Dining club in London

The Walbrook Club is a members' club in the City of London, located near the Mansion House and Bank of England in the Ward of Walbrook.

A Queen Anne-style townhouse, adjacent to St Stephen's Church at the end of a private court next to Rothschild's UK offices and opposite Bloomberg European Headquarters, the Club comprises a bar, a dining room, as well as two smaller reception rooms.

==History==
An elegant townhouse, designed and built in the early 1950s by property developer Rudolph Palumbo, the Walbrook Club is situated in the former family offices of his son, Peter Palumbo, created a Life Peer and Chairman of the Arts Council of Great Britain.

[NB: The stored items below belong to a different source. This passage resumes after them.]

//! Task state machine: Pending -> Running -> {Completed, Failed}.

use chrono::{DateTime, Utc};

use crate::{CoreError, RunnerId, RunnerInfo, Task, TaskStatus};

/// Claim a task for a runner.
pub fn start(
    task: &Task,
    runner_id: &RunnerId,
    runner_info: RunnerInfo,
    now: DateTime<Utc>,
) -> Result<Task, CoreError> {
    if task.has_started() {
        return Err(CoreError::invalid_transition(
            "Can't start already started task.",
        ));
    }
    Ok(Task {
        status: TaskStatus::Running,
        runner_id: Some(runner_id.clone()),
        runner_info: Some(runner_info),
        started_at: Some(now),
        ..task.clone()
    })
}

pub fn complete(task: &Task, cached: bool, now: DateTime<Utc>) -> Result<Task, CoreError> {
    let mut done = finish(task, TaskStatus::Completed, now)?;
    done.cached = Some(cached);
    Ok(done)
}

pub fn fail(task: &Task, now: DateTime<Utc>) -> Result<Task, CoreError> {
    finish(task, TaskStatus::Failed, now)
}

fn finish(task: &Task, status: TaskStatus, now: DateTime<Utc>) -> Result<Task, CoreError> {
    let started_at = match task.started_at {
        Some(started_at) if !task.has_ended() => started_at,
        _ => {
            return Err(CoreError::invalid_transition(format!(
                "Task with {} status can't change to {}",
                task.status, status
            )))
        }
    };

    // Records come from different hosts; never end before the start.
    let ended_at = now.max(started_at);

    Ok(Task {
        status,
        ended_at: Some(ended_at),
        duration: Some(duration_secs(started_at, ended_at)),
        ..task.clone()
    })
}

/// Seconds between two instants, with microsecond resolution.
pub fn duration_secs(started_at: DateTime<Utc>, ended_at: DateTime<Utc>) -> f64 {
    let elapsed = ended_at.signed_duration_since(started_at);
    match elapsed.num_microseconds() {
        Some(micros) => micros as f64 / 1_000_000.0,
        None => elapsed.num_milliseconds() as f64 / 1_000.0,
    }
}

#[cfg(test)]
mod tests {
    use super::*;
    use crate::{NewTask, RunId};
    use chrono::Duration;

    fn pending() -> Task {
        Task::create(
            RunId::new("run-1"),
            NewTask::new("build", "compile", "make"),
            Utc::now(),
        )
    }

    fn info() -> RunnerInfo {
        RunnerInfo::from([("host".to_string(), "ci-01".to_string())])
    }

    #[test]
    fn test_start() {
        let now = Utc::now();
        let runner = RunnerId::new("runner-1");
        let task = start(&pending(), &runner, info(), now).unwrap();

        assert_eq!(task.status, TaskStatus::Running);
        assert_eq!(task.runner_id, Some(runner));
        assert_eq!(task.started_at, Some(now));
        assert_eq!(
            task.runner_info.unwrap().get("host").map(String::as_str),
            Some("ci-01")
        );
    }

    #[test]
    fn test_start_twice() {
        let runner = RunnerId::new("runner-1");
        let task = start(&pending(), &runner, info(), Utc::now()).unwrap();
        let err = start(&task, &runner, info(), Utc::now()).unwrap_err();
        assert_eq!(err.to_string(), "Can't start already started task.");
    }

    #[test]
    fn test_complete_sets_duration() {
        let t0 = Utc::now();
        let task = start(&pending(), &RunnerId::new("r"), info(), t0).unwrap();
        let done = complete(&task, true, t0 + Duration::milliseconds(1500)).unwrap();

        assert_eq!(done.status, TaskStatus::Completed);
        assert_eq!(done.cached, Some(true));
        assert_eq!(done.duration, Some(1.5));
        assert_eq!(done.ended_at, Some(t0 + Duration::milliseconds(1500)));
    }

    #[test]
    fn test_fail_sets_duration_without_cached() {
        let t0 = Utc::now();
        let task = start(&pending(), &RunnerId::new("r"), info(), t0).unwrap();
        let failed = fail(&task, t0 + Duration::seconds(2)).unwrap();

        assert_eq!(failed.status, TaskStatus::Failed);
        assert_eq!(failed.duration, Some(2.0));
        assert!(failed.cached.is_none());
    }

    #[test]
    fn test_complete_requires_start() {
        let err = complete(&pending(), false, Utc::now()).unwrap_err();
        assert_eq!(
            err.to_string(),
            "Task with PENDING status can't change to COMPLETED"
        );

        let err = fail(&pending(), Utc::now()).unwrap_err();
        assert_eq!(err.to_string(), "Task with PENDING status can't change to FAILED");
    }

    #[test]
    fn test_terminal_is_immutable() {
        let t0 = Utc::now();
        let task = start(&pending(), &RunnerId::new("r"), info(), t0).unwrap();
        let done = complete(&task, false, t0 + Duration::seconds(1)).unwrap();

        assert_eq!(
            fail(&done, t0).unwrap_err().to_string(),
            "Task with COMPLETED status can't change to FAILED"
        );
        assert!(complete(&done, true, t0).is_err());
        assert!(start(&done, &RunnerId::new("r"), info(), t0).is_err());
    }

    #[test]
    fn test_clock_skew_never_negative() {
        let t0 = Utc::now();
        let task = start(&pending(), &RunnerId::new("r"), info(), t0).unwrap();
        let done = complete(&task, false, t0 - Duration::seconds(3)).unwrap();

        assert_eq!(done.ended_at, Some(t0));
        assert_eq!(done.duration, Some(0.0));
    }
}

The last club established, in 2000, by the late Mark Birley of Mark's Club, Annabel's and Harry's Bar, its first chairman was merchant banker and philanthropist Rupert Hambro. Albert Roux of Le Gavroche ran the kitchens.

In 2018, Lord Palumbo's younger son, the Hon. Philip Palumbo, took over management of the Club.

==Club life==
Serving British and European cuisine as well as fine wines, the Walbrook Club provides a convivial, private space for its distinguished members in the heart of London's financial district.

Also offering overseas, corporate and junior memberships, a collared-shirt for men (jacket & tie now being optional) and smart business attire for women are required for entrance to the Club.

== Honorary Members ==
Suella Braverman a Conservative MP for Fareham and Waterlooville was provided one year honorary membership of the private members' club.